> **DATA EXCERPTS**:
• • • • • • •
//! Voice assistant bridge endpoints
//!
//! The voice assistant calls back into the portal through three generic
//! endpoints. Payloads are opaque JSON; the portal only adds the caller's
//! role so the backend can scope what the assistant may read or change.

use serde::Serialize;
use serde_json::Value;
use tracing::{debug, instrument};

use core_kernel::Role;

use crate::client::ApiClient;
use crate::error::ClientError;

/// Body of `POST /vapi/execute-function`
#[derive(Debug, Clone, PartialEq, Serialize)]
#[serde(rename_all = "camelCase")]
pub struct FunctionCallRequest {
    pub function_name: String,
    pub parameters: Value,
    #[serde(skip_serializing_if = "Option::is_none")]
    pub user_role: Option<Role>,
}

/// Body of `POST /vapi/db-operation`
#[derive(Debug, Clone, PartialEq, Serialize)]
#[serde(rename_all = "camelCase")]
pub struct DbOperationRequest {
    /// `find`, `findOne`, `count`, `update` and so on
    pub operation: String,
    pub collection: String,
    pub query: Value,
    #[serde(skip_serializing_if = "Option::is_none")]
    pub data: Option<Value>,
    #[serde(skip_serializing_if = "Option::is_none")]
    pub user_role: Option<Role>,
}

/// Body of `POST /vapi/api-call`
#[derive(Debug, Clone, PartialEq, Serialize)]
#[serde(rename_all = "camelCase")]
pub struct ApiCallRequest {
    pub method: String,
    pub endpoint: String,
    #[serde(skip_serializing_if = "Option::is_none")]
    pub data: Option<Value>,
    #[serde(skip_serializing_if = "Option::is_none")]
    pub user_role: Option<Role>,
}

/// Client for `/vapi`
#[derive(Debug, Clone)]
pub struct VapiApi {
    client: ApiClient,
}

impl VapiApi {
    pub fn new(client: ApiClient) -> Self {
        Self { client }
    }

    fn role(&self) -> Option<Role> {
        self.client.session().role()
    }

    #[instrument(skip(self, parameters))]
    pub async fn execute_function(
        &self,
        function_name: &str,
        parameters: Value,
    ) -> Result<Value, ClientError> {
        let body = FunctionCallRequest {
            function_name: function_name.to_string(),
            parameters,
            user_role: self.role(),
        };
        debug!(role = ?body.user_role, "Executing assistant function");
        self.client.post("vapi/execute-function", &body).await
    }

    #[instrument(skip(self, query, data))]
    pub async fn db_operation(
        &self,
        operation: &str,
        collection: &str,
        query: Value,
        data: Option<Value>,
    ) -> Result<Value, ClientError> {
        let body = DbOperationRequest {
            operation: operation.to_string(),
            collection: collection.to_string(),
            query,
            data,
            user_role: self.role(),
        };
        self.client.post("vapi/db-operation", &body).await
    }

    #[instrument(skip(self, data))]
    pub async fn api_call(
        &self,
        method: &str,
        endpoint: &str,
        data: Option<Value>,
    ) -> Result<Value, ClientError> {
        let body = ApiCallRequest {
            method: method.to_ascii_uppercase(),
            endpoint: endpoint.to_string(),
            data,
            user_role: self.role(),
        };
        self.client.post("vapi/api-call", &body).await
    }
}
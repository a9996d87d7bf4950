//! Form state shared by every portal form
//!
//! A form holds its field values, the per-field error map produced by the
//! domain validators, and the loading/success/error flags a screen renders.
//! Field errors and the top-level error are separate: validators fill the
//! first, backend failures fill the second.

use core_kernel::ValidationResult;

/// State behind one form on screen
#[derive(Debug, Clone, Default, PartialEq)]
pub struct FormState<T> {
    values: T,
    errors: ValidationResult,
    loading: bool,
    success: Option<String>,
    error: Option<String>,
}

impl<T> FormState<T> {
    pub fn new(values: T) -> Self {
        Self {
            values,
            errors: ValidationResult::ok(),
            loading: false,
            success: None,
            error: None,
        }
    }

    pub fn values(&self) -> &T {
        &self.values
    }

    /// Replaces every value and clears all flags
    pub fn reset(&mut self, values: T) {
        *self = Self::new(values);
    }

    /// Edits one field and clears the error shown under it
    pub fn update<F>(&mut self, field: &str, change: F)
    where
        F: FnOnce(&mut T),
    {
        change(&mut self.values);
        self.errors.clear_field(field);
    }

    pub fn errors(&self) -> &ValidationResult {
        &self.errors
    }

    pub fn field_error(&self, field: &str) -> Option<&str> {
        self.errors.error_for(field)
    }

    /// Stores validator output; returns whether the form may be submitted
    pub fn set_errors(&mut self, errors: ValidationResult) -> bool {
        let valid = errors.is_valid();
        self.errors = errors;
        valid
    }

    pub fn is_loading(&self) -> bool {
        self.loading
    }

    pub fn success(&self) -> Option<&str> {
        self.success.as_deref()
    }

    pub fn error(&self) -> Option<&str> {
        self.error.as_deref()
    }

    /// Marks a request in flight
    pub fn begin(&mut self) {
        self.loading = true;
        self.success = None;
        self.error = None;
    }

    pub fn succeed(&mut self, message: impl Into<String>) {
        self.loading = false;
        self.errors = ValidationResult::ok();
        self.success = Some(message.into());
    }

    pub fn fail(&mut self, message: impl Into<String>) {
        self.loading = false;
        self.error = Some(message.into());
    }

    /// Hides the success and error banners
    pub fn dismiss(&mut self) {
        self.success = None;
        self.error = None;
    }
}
• • • • • • •
> **AIM OF THE TASK**:
From the first line to the last, give the data again exactly.

> **SOLUTION TO THE EXERCISE**:
//! Voice assistant bridge endpoints
//!
//! The voice assistant calls back into the portal through three generic
//! endpoints. Payloads are opaque JSON; the portal only adds the caller's
//! role so the backend can scope what the assistant may read or change.

use serde::Serialize;
use serde_json::Value;
use tracing::{debug, instrument};

use core_kernel::Role;

use crate::client::ApiClient;
use crate::error::ClientError;

/// Body of `POST /vapi/execute-function`
#[derive(Debug, Clone, PartialEq, Serialize)]
#[serde(rename_all = "camelCase")]
pub struct FunctionCallRequest {
    pub function_name: String,
    pub parameters: Value,
    #[serde(skip_serializing_if = "Option::is_none")]
    pub user_role: Option<Role>,
}

/// Body of `POST /vapi/db-operation`
#[derive(Debug, Clone, PartialEq, Serialize)]
#[serde(rename_all = "camelCase")]
pub struct DbOperationRequest {
    /// `find`, `findOne`, `count`, `update` and so on
    pub operation: String,
    pub collection: String,
    pub query: Value,
    #[serde(skip_serializing_if = "Option::is_none")]
    pub data: Option<Value>,
    #[serde(skip_serializing_if = "Option::is_none")]
    pub user_role: Option<Role>,
}

/// Body of `POST /vapi/api-call`
#[derive(Debug, Clone, PartialEq, Serialize)]
#[serde(rename_all = "camelCase")]
pub struct ApiCallRequest {
    pub method: String,
    pub endpoint: String,
    #[serde(skip_serializing_if = "Option::is_none")]
    pub data: Option<Value>,
    #[serde(skip_serializing_if = "Option::is_none")]
    pub user_role: Option<Role>,
}

/// Client for `/vapi`
#[derive(Debug, Clone)]
pub struct VapiApi {
    client: ApiClient,
}

impl VapiApi {
    pub fn new(client: ApiClient) -> Self {
        Self { client }
    }

    fn role(&self) -> Option<Role> {
        self.client.session().role()
    }

    #[instrument(skip(self, parameters))]
    pub async fn execute_function(
        &self,
        function_name: &str,
        parameters: Value,
    ) -> Result<Value, ClientError> {
        let body = FunctionCallRequest {
            function_name: function_name.to_string(),
            parameters,
            user_role: self.role(),
        };
        debug!(role = ?body.user_role, "Executing assistant function");
        self.client.post("vapi/execute-function", &body).await
    }

    #[instrument(skip(self, query, data))]
    pub async fn db_operation(
        &self,
        operation: &str,
        collection: &str,
        query: Value,
        data: Option<Value>,
    ) -> Result<Value, ClientError> {
        let body = DbOperationRequest {
            operation: operation.to_string(),
            collection: collection.to_string(),
            query,
            data,
            user_role: self.role(),
        };
        self.client.post("vapi/db-operation", &body).await
    }

    #[instrument(skip(self, data))]
    pub async fn api_call(
        &self,
        method: &str,
        endpoint: &str,
        data: Option<Value>,
    ) -> Result<Value, ClientError> {
        let body = ApiCallRequest {
            method: method.to_ascii_uppercase(),
            endpoint: endpoint.to_string(),
            data,
            user_role: self.role(),
        };
        self.client.post("vapi/api-call", &body).await
    }
}
repository a9996d87d7bf4950
//! Form state shared by every portal form
//!
//! A form holds its field values, the per-field error map produced by the
//! domain validators, and the loading/success/error flags a screen renders.
//! Field errors and the top-level error are separate: validators fill the
//! first, backend failures fill the second.

use core_kernel::ValidationResult;

/// State behind one form on screen
#[derive(Debug, Clone, Default, PartialEq)]
pub struct FormState<T> {
    values: T,
    errors: ValidationResult,
    loading: bool,
    success: Option<String>,
    error: Option<String>,
}

impl<T> FormState<T> {
    pub fn new(values: T) -> Self {
        Self {
            values,
            errors: ValidationResult::ok(),
            loading: false,
            success: None,
            error: None,
        }
    }

    pub fn values(&self) -> &T {
        &self.values
    }

    /// Replaces every value and clears all flags
    pub fn reset(&mut self, values: T) {
        *self = Self::new(values);
    }

    /// Edits one field and clears the error shown under it
    pub fn update<F>(&mut self, field: &str, change: F)
    where
        F: FnOnce(&mut T),
    {
        change(&mut self.values);
        self.errors.clear_field(field);
    }

    pub fn errors(&self) -> &ValidationResult {
        &self.errors
    }

    pub fn field_error(&self, field: &str) -> Option<&str> {
        self.errors.error_for(field)
    }

    /// Stores validator output; returns whether the form may be submitted
    pub fn set_errors(&mut self, errors: ValidationResult) -> bool {
        let valid = errors.is_valid();
        self.errors = errors;
        valid
    }

    pub fn is_loading(&self) -> bool {
        self.loading
    }

    pub fn success(&self) -> Option<&str> {
        self.success.as_deref()
    }

    pub fn error(&self) -> Option<&str> {
        self.error.as_deref()
    }

    /// Marks a request in flight
    pub fn begin(&mut self) {
        self.loading = true;
        self.success = None;
        self.error = None;
    }

    pub fn succeed(&mut self, message: impl Into<String>) {
        self.loading = false;
        self.errors = ValidationResult::ok();
        self.success = Some(message.into());
    }

    pub fn fail(&mut self, message: impl Into<String>) {
        self.loading = false;
        self.error = Some(message.into());
    }

    /// Hides the success and error banners
    pub fn dismiss(&mut self) {
        self.success = None;
        self.error = None;
    }
}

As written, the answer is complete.